Ela se foi e lá estava Vivian na porta da casa deles de novo, Anne olhou para trás e esboçou uma reação de nojo olhando para mim que me fez rir. Ele logo abriu a porta, e eu pude observar aquele pecado um pouco mais de perto. Sombrio como sempre ele me olhou diretamente antes de olhar para a pessoa que tocava insistente a campainha dele.
Sei lá por que mas quando ele me olhava eu me sentia um pouco nua, quase como se ele, com um olhar, tirasse as minhas roupas todas e me colocasse sob uma mesa de mármore.
Meu Deus eu precisava de algum tipo de terapia, e era urgente! p***a!
- Lily, quem era na porta amor? - disse Benjamin descendo bem a tempo de eu abandonar aquele meu devaneio i****a.
- Ah amor, a vizinha... a da frente... veio dar um oi! - eu sorri - Anne o nome dela, ela vive com o irmão Lucio aí na casa que era dos Harolds.
- Nossa, você recebeu uma vizinha dentro de casa? que coisa esquisita... - ele disse me olhando profundamente com um pouquinho mais de humor.
- Sim, acredita? mas ela é psicótica, problemática... que nem eu, isso não é demais? - eu me aproximei dele e ele me deu um abraço apertado
- Você é um problema que eu não quero resolver sabia? – ele disse carinhoso como sempre.
- Por que não?

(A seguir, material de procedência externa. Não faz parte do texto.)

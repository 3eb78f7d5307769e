//! Color representation

#[derive(Clone, Copy, Debug, PartialEq)]
pub struct Color(pub f32, pub f32, pub f32, pub f32);

impl Color {
    pub const fn rgb(r: f32, g: f32, b: f32) -> Self {
        Self(r, g, b, 1.0)
    }

    pub const fn rgba(r: f32, g: f32, b: f32, a: f32) -> Self {
        Self(r, g, b, a)
    }

    pub const fn from_rgba_u8(r: u8, g: u8, b: u8, a: u8) -> Self {
        Self(
            r as f32 / 255.0,
            g as f32 / 255.0,
            b as f32 / 255.0,
            a as f32 / 255.0,
        )
    }

    pub const fn from_rgb_u8(r: u8, g: u8, b: u8) -> Self {
        Self::from_rgba_u8(r, g, b, 255)
    }

    pub fn r(&self) -> f32 {
        self.0
    }

    pub fn g(&self) -> f32 {
        self.1
    }

    pub fn b(&self) -> f32 {
        self.2
    }

    pub fn a(&self) -> f32 {
        self.3
    }

    pub fn with_alpha(&self, alpha: f32) -> Self {
        Self(self.0, self.1, self.2, alpha)
    }

    pub const BLACK: Color = Color(0.0, 0.0, 0.0, 1.0);
    pub const WHITE: Color = Color(1.0, 1.0, 1.0, 1.0);
    pub const RED: Color = Color(1.0, 0.0, 0.0, 1.0);
    pub const GRAY: Color = Color(0.5, 0.5, 0.5, 1.0);
    pub const BLUE: Color = Color(0.0, 0.0, 1.0, 1.0);
    pub const TRANSPARENT: Color = Color(0.0, 0.0, 0.0, 0.0);
}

Sabe que poderia resolver se afastando da sua esposa louca e insatisfeita o tempo inteiro, faria até bem para você;
- E qual a graça de entender a minha esposa misteriosa? Perderia todo o sentido da vida...

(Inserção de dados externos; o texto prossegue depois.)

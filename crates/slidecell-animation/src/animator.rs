//! The single-scalar animatable with explicit animation tokens.

use crate::{AnimationType, Lerp};

/// Identifies one animation start. A token stops being current the moment
/// a newer animation (or a snap) begins, and a stale token's animation
/// never writes the value again.
pub type AnimationToken = u64;

struct ActiveAnimation {
    token: AnimationToken,
    animation_type: AnimationType,
    start_time_nanos: Option<u64>,
}

/// Owns one scalar offset and at most one in-flight animation toward a
/// target. Drive it with [`OffsetAnimator::tick`] from the host's frame
/// callbacks; read the presented value with [`OffsetAnimator::value`].
pub struct OffsetAnimator {
    current: f32,
    start: f32,
    target: f32,
    velocity: f32,
    active: Option<ActiveAnimation>,
    next_token: AnimationToken,
}

impl OffsetAnimator {
    pub fn new(initial: f32) -> Self {
        Self {
            current: initial,
            start: initial,
            target: initial,
            velocity: 0.0,
            active: None,
            next_token: 0,
        }
    }

    /// The presented value: mid-animation this is the interpolated
    /// position, not the target.
    pub fn value(&self) -> f32 {
        self.current
    }

    pub fn target(&self) -> f32 {
        self.target
    }

    pub fn is_running(&self) -> bool {
        self.active.is_some()
    }

    /// The token of the in-flight animation, if any.
    pub fn current_token(&self) -> Option<AnimationToken> {
        self.active.as_ref().map(|a| a.token)
    }

    /// Starts animating from the presented value toward `target`,
    /// superseding any in-flight animation.
    pub fn animate_to(&mut self, target: f32, animation: AnimationType) -> AnimationToken {
        self.next_token += 1;
        let token = self.next_token;

        self.start = self.current;
        self.target = target;
        self.velocity = 0.0;
        self.active = Some(ActiveAnimation {
            token,
            animation_type: animation,
            start_time_nanos: None,
        });
        token
    }

    /// Jumps straight to `value`, cancelling any in-flight animation.
    pub fn snap_to(&mut self, value: f32) {
        self.next_token += 1;
        self.active = None;
        self.current = value;
        self.start = value;
        self.target = value;
        self.velocity = 0.0;
    }

    /// Stops in place: the presented value is kept, the in-flight
    /// animation (if any) is invalidated.
    pub fn cancel(&mut self) {
        self.next_token += 1;
        self.active = None;
        self.start = self.current;
        self.target = self.current;
        self.velocity = 0.0;
    }

    /// Advances the in-flight animation to `frame_time_nanos`.
    /// Returns true while still running; false once at rest.
    pub fn tick(&mut self, frame_time_nanos: u64) -> bool {
        let Some(active) = self.active.as_mut() else {
            return false;
        };

        match active.animation_type {
            AnimationType::Tween(spec) => {
                let start_time = *active.start_time_nanos.get_or_insert(frame_time_nanos);
                let elapsed_nanos = frame_time_nanos.saturating_sub(start_time);
                let duration_nanos = (spec.duration_millis * 1_000_000).max(1);
                let linear_progress =
                    (elapsed_nanos as f32 / duration_nanos as f32).clamp(0.0, 1.0);
                let progress = spec.easing.transform(linear_progress);

                self.current = self.start.lerp(&self.target, progress);

                if linear_progress >= 1.0 {
                    self.finish();
                    false
                } else {
                    true
                }
            }
            AnimationType::Spring(spec) => {
                let start_time = *active.start_time_nanos.get_or_insert(frame_time_nanos);
                let elapsed_nanos = frame_time_nanos.saturating_sub(start_time);
                let dt = elapsed_nanos as f32 / 1_000_000_000.0;
                active.start_time_nanos = Some(frame_time_nanos);

                if dt == 0.0 {
                    return true;
                }

                // Semi-implicit Euler over progress space [0, 1] at a
                // fixed internal timestep for stability.
                let stiffness = spec.stiffness;
                let damping = 2.0 * spec.damping_ratio * stiffness.sqrt();
                let span = self.target - self.start;

                let mut prev_time = 0.0f32;
                let timestep: f32 = 0.016;
                while prev_time < dt {
                    let step = timestep.min(dt - prev_time);

                    let progress = if span.abs() < f32::EPSILON {
                        1.0
                    } else {
                        (self.current - self.start) / span
                    };
                    let displacement = progress - 1.0;
                    let spring_force = -stiffness * displacement - damping * self.velocity;

                    self.velocity += spring_force * step;
                    let new_progress = progress + self.velocity * step;
                    self.current = self.start.lerp(&self.target, new_progress.clamp(0.0, 2.0));

                    prev_time += step;
                }

                let at_rest = self.velocity.abs() < spec.velocity_threshold;
                let near_target = (self.current - self.target).abs() < spec.position_threshold;
                if at_rest && near_target {
                    self.finish();
                    false
                } else {
                    true
                }
            }
        }
    }

    fn finish(&mut self) {
        self.current = self.target;
        self.start = self.target;
        self.velocity = 0.0;
        self.active = None;
    }
}

#[cfg(test)]
#[path = "tests/animator_tests.rs"]
mod tests;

- Um dia você vai me sacar, vai me resolver... eu sei disso Bem! – plantei um beijo na bochecha dele
- No dia que eu resolver você provavelmente vai embora da minha vida. E eu não vou saber lidar com isso Lily, eu te amo demais para ver você partir. – ele disse seriamente olhando em meus olhos enquanto segurava a minha cintura.
- Eu sei, eu não quero resolver também bem, eu também não quero – eu confessei ainda olhando em seus olhos sentindo o meu coração se desmantelar dentro de mim.
- Queria te entender, mas não sei se posso Lily!
- Não pode Ben, você não pode me entender!